Ao ler a biografia dos grandes poetas e escritores, e ao lhes ver o
retrato estampado nas seletas, almejei me tornar um poeta de valor, e
não simplesmente um poeta qualquer. Se consegui ou não o meu
objetivo é uma outra questão, que não me cabe responder.
Foi nessa época que li todo o Novo Testamento, numa
edição que tinha notas históricas e de exegese, que me adestraram
a interpretar sobretudo as parábolas de Jesus. Certa vez, já
estudando na cidade, fui à pregação de um sacerdote católico,
numa casa próxima. O padre perguntou aos assistentes a interpretação
de certa parábola. Adestrado pelas notas a que me referi, dissequei
a alegoria exemplar sem titubeios e vacilos, o que causou enorme
admiração pela minha pouca idade.
Vendo meu pai o meu grande interesse pelos livros, e já
começando a esboçar alguns textos, trouxe-me ele de presente, certo
dia, um dicionário de bolso, das Edições de Ouro. Foi grande o meu
deslumbramento. Em meu incontido entusiasmo, comecei a ler o
dicionário, página por página, verbete após verbete. Meu pai,
vendo essa minha dedicação, explicou-me que dicionário não era
para ser lido dessa maneira, mas apenas para ser consultado, quando
eu tivesse dúvida sobre o significado de um determinado vocábulo.
Cedo percebi, que, pelo contexto da leitura, muitas palavras
desconhecidas poderiam ter o seu significado extraído da própria
interpretação do texto.
Não pude deixar de explicar aos acadêmicos da AJULE
que a literatura era a mais inglória das artes; que o renome através
dela só vem tardiamente, quando vem, após muito esforço e
dedicação; que se desejassem dinheiro e Glória, deveriam buscar a
música (ainda que fosse a música medíocre da geração Teló) ou o
futebol, ou mesmo a política, mesmo a de Demóstenes e outros demos
demoníacos. Também lhes adverti que usassem com afinco a caneta
vermelha, a borracha, a cesta de lixo e a tecla delete, conforme seu
instrumento de escrever, porquanto muito do que escrevemos são
gorduras e celulites, que apenas engordam o texto, sem lhes dar a
contrapartida da beleza.
Aproveitei para fazer, como venho fazendo há muitos
anos, um alerta sobre as ciladas das drogas. E disse que os colégios,
públicos e privados, muito poderiam fazer, preventivamente, para
evitar que o jovem caia no mundo dos entorpecentes, através de
palestras e aulas a respeito desse mal que assola as famílias e a
sociedade, bem como promovendo o esporte, a arte e a cultura, através
de campeonatos intercolegiais ou interclasses, gincanas culturais,
certames de declamação, concursos literários e musicais.

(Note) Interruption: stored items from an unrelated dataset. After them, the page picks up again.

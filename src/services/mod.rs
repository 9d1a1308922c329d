//! Servicios del sistema
//!
//! Este módulo contiene la lógica de negocio: resolución de
//! disponibilidad, coordinación del ciclo de vida de reservas y despacho
//! de notificaciones.

pub mod availability_service;
pub mod booking_service;
pub mod notification_service;
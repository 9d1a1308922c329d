//! Middleware de CORS
//!
//! Este módulo maneja la configuración de CORS para permitir
//! requests desde diferentes orígenes.

use axum::http::{HeaderName, HeaderValue, Method};
use tower_http::cors::CorsLayer;

/// Crear middleware de CORS configurado para desarrollo
/// NOTA: Permite cualquier origen - solo para desarrollo
pub fn cors_middleware() -> CorsLayer {
    CorsLayer::very_permissive()
}

/// Crear middleware de CORS con orígenes específicos
pub fn cors_middleware_with_origins(origins: Vec<String>) -> CorsLayer {
    let mut cors = CorsLayer::new();

    // Agregar orígenes específicos
    for origin in origins {
        if let Ok(header_value) = HeaderValue::from_str(&origin) {
            cors = cors.allow_origin(header_value);
        }
    }

    cors.allow_methods([
        Method::GET,
        Method::POST,
        Method::PUT,
        Method::DELETE,
        Method::PATCH,
        Method::OPTIONS,
    ])
    .allow_headers([
        HeaderName::from_static("authorization"),
        HeaderName::from_static("content-type"),
        HeaderName::from_static("accept"),
        HeaderName::from_static("origin"),
        HeaderName::from_static("x-requested-with"),
    ])
    .allow_credentials(true)
    .max_age(std::time::Duration::from_secs(3600))
}
//! Modelos del sistema
//!
//! Este módulo contiene todos los modelos de datos que mapean exactamente
//! al schema PostgreSQL con las convenciones estándar.

pub mod availability;
pub mod booking;
pub mod vehicle;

Expliquei-lhes que outrora havia jornais manuscritos,
murais e impressos em mimeógrafos, ou nas trabalhosas e antiquadas
imprensas tipográficas, em que os textos eram compostos tipo a tipo
no componer, pelo “compositor” nada musical. Eu mesmo fui
colaborador de alguns desses jornais, entre os quais referi o A Luta,
o Folha do Litoral, o Norte do Piauí, o Inovação, que a Régia,
coordenadora da Academia Juvenil, bem conhecera em Parnaíba.

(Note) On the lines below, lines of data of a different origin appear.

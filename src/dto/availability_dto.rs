use serde::{Deserialize, Serialize};
use uuid::Uuid;

use crate::dto::vehicle_dto::VehicleResponse;
use crate::models::availability::AvailabilityWindow;

// Query de búsqueda de vehículos disponibles. Los nombres de parámetro
// siguen el contrato público (?startDate=&endDate=&type=&locale=).
#[derive(Debug, Deserialize)]
pub struct AvailabilityQuery {
    #[serde(rename = "startDate")]
    pub start_date: Option<String>,
    #[serde(rename = "endDate")]
    pub end_date: Option<String>,
    #[serde(rename = "type")]
    pub vehicle_type: Option<String>,
    pub locale: Option<String>,
}

// Resultado del resolver. availability_checked = false señala el modo
// degradado: catálogo sin contrastar contra las ventanas.
#[derive(Debug, Serialize)]
pub struct AvailabilitySearchResponse {
    pub vehicles: Vec<VehicleResponse>,
    pub availability_checked: bool,
}

// Request para crear una ventana de disponibilidad
#[derive(Debug, Deserialize)]
pub struct CreateAvailabilityWindowRequest {
    pub vehicle_id: Uuid,
    pub start_date: String,
    pub end_date: String,
    pub is_available: bool,
    pub vehicle_type: Option<String>,
}

// Request para actualizar una ventana existente
#[derive(Debug, Deserialize)]
pub struct UpdateAvailabilityWindowRequest {
    pub start_date: Option<String>,
    pub end_date: Option<String>,
    pub is_available: Option<bool>,
    pub vehicle_type: Option<String>,
}

// Response de ventana de disponibilidad
#[derive(Debug, Serialize)]
pub struct AvailabilityWindowResponse {
    pub id: String,
    pub vehicle_id: String,
    pub start_date: String,
    pub end_date: String,
    pub is_available: bool,
    pub vehicle_type: Option<String>,
    pub created_at: String,
}

impl From<AvailabilityWindow> for AvailabilityWindowResponse {
    fn from(window: AvailabilityWindow) -> Self {
        Self {
            id: window.id.to_string(),
            vehicle_id: window.vehicle_id.to_string(),
            start_date: window.start_date.to_rfc3339(),
            end_date: window.end_date.to_rfc3339(),
            is_available: window.is_available,
            vehicle_type: window.vehicle_type,
            created_at: window.created_at.to_rfc3339(),
        }
    }
}
use async_trait::async_trait;
use chrono::Utc;
use sqlx::PgPool;
use uuid::Uuid;

use crate::models::booking::{Booking, BookingStatus, NewBooking};
use crate::services::booking_service::BookingLedger;
use crate::utils::errors::AppError;

/// Registro durable de reservas. Mutación pura de datos: las
/// notificaciones son responsabilidad del coordinador, nunca de este repo.
pub struct BookingRepository {
    pool: PgPool,
}

impl BookingRepository {
    pub fn new(pool: PgPool) -> Self {
        Self { pool }
    }
}

#[async_trait]
impl BookingLedger for BookingRepository {
    async fn create(&self, new: NewBooking) -> Result<Booking, AppError> {
        let id = Uuid::new_v4();

        let booking = sqlx::query_as::<_, Booking>(
            r#"
            INSERT INTO bookings
                (id, vehicle_id, vehicle_type_requested, pickup_location, return_location,
                 pickup_date, return_date, customer_name, customer_email, customer_phone,
                 status, rejection_reason, created_at)
            VALUES ($1, $2, $3, $4, $5, $6, $7, $8, $9, $10, 'pending', NULL, $11)
            RETURNING *
            "#,
        )
        .bind(id)
        .bind(new.vehicle_id)
        .bind(new.vehicle_type_requested)
        .bind(new.pickup_location)
        .bind(new.return_location)
        .bind(new.pickup_date)
        .bind(new.return_date)
        .bind(new.customer_name)
        .bind(new.customer_email)
        .bind(new.customer_phone)
        .bind(Utc::now())
        .fetch_one(&self.pool)
        .await?;

        Ok(booking)
    }

    async fn find_by_id(&self, id: Uuid) -> Result<Option<Booking>, AppError> {
        let booking = sqlx::query_as::<_, Booking>("SELECT * FROM bookings WHERE id = $1")
            .bind(id)
            .fetch_optional(&self.pool)
            .await?;

        Ok(booking)
    }

    async fn find_all(&self) -> Result<Vec<Booking>, AppError> {
        let bookings =
            sqlx::query_as::<_, Booking>("SELECT * FROM bookings ORDER BY created_at DESC")
                .fetch_all(&self.pool)
                .await?;

        Ok(bookings)
    }

    /// Match exacto y case-sensitive sobre el email almacenado
    async fn find_by_email(&self, email: &str) -> Result<Vec<Booking>, AppError> {
        let bookings = sqlx::query_as::<_, Booking>(
            "SELECT * FROM bookings WHERE customer_email = $1 ORDER BY created_at DESC",
        )
        .bind(email)
        .fetch_all(&self.pool)
        .await?;

        Ok(bookings)
    }

    /// Cambia solo el estado. Una razón nueva sobreescribe la anterior;
    /// sin razón, la previa se conserva (las reversiones de operador no
    /// borran historia).
    async fn set_status(
        &self,
        id: Uuid,
        status: BookingStatus,
        reason: Option<&str>,
    ) -> Result<Option<Booking>, AppError> {
        let booking = sqlx::query_as::<_, Booking>(
            r#"
            UPDATE bookings
            SET status = $2, rejection_reason = COALESCE($3, rejection_reason)
            WHERE id = $1
            RETURNING *
            "#,
        )
        .bind(id)
        .bind(status.as_str())
        .bind(reason)
        .fetch_optional(&self.pool)
        .await?;

        Ok(booking)
    }
}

Defendi a ideia de que os colégios poderiam criar blogs
e sites culturais, para explorar a criatividade artística dos jovens
estudantes, que neles poderiam publicar seus poemas, crônicas,
contos e ilustrações, desenhos ou pinturas, e até mesmo pequenos
filmes e videoclipes. Poderiam promover a encenação de pequenas
peças teatrais ou produzir performances com a utilização de poemas
e exposição de artes plásticas de seus alunos.

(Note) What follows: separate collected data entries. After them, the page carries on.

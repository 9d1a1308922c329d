pub mod availability_controller;
pub mod booking_controller;
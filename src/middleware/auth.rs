//! Capability gate de autenticación
//!
//! La emisión de credenciales vive fuera de este servicio; aquí el token
//! solo se consume como un check de sí/no. Token ausente o inválido es
//! 401; token válido sin rol de staff es 403.

use axum::{async_trait, extract::FromRequestParts, http::request::Parts};

use crate::state::AppState;
use crate::utils::errors::AppError;
use crate::utils::jwt::{extract_token_from_header, verify_token, JwtConfig, STAFF_ROLE};

/// Extractor para endpoints privilegiados: exige un Bearer token válido
/// con rol de staff.
pub struct StaffUser {
    pub user_id: String,
}

#[async_trait]
impl FromRequestParts<AppState> for StaffUser {
    type Rejection = AppError;

    async fn from_request_parts(
        parts: &mut Parts,
        state: &AppState,
    ) -> Result<Self, Self::Rejection> {
        let auth_header = parts
            .headers
            .get("Authorization")
            .and_then(|h| h.to_str().ok())
            .ok_or_else(|| {
                AppError::Unauthorized("Falta el header Authorization".to_string())
            })?;

        let token = extract_token_from_header(auth_header)
            .map_err(|_| AppError::Unauthorized("Bearer token requerido".to_string()))?;

        let claims = verify_token(token, &JwtConfig::from(&state.config))
            .map_err(|_| AppError::Unauthorized("Token inválido o expirado".to_string()))?;

        if claims.role != STAFF_ROLE {
            return Err(AppError::Forbidden(
                "Se requiere rol de staff para esta operación".to_string(),
            ));
        }

        Ok(StaffUser {
            user_id: claims.sub,
        })
    }
}
//! Backend de reservas de vehículos
//!
//! Un cliente pide un vehículo para un rango de fechas y el staff acepta
//! o rechaza la petición. El core es el resolver de disponibilidad
//! (ventanas allow/deny con aritmética de intervalos semiabiertos) y la
//! máquina de estados del ciclo de vida de la reserva.

pub mod config;
pub mod controllers;
pub mod database;
pub mod dto;
pub mod middleware;
pub mod models;
pub mod repositories;
pub mod routes;
pub mod services;
pub mod state;
pub mod utils;
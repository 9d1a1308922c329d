//! Acceso a la base de datos
//!
//! Este módulo expone la creación del pool de conexiones PostgreSQL.

pub mod connection;

pub use connection::create_pool;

Enfim, mediante essas atividades esportivas, artísticas
e culturais, a que fiz referência, os educandários poderiam
contribuir para afastar a juventude dos narcóticos, dando aos jovens
um maior e melhor sentido da vida, desenvolvendo ou aumentando a
autoestima deles, e, quem sabe, possibilitando o surgimento de novos
e grandes artistas. As quadras já existem, os auditórios já
existem, os professores já existem. O que falta, pois?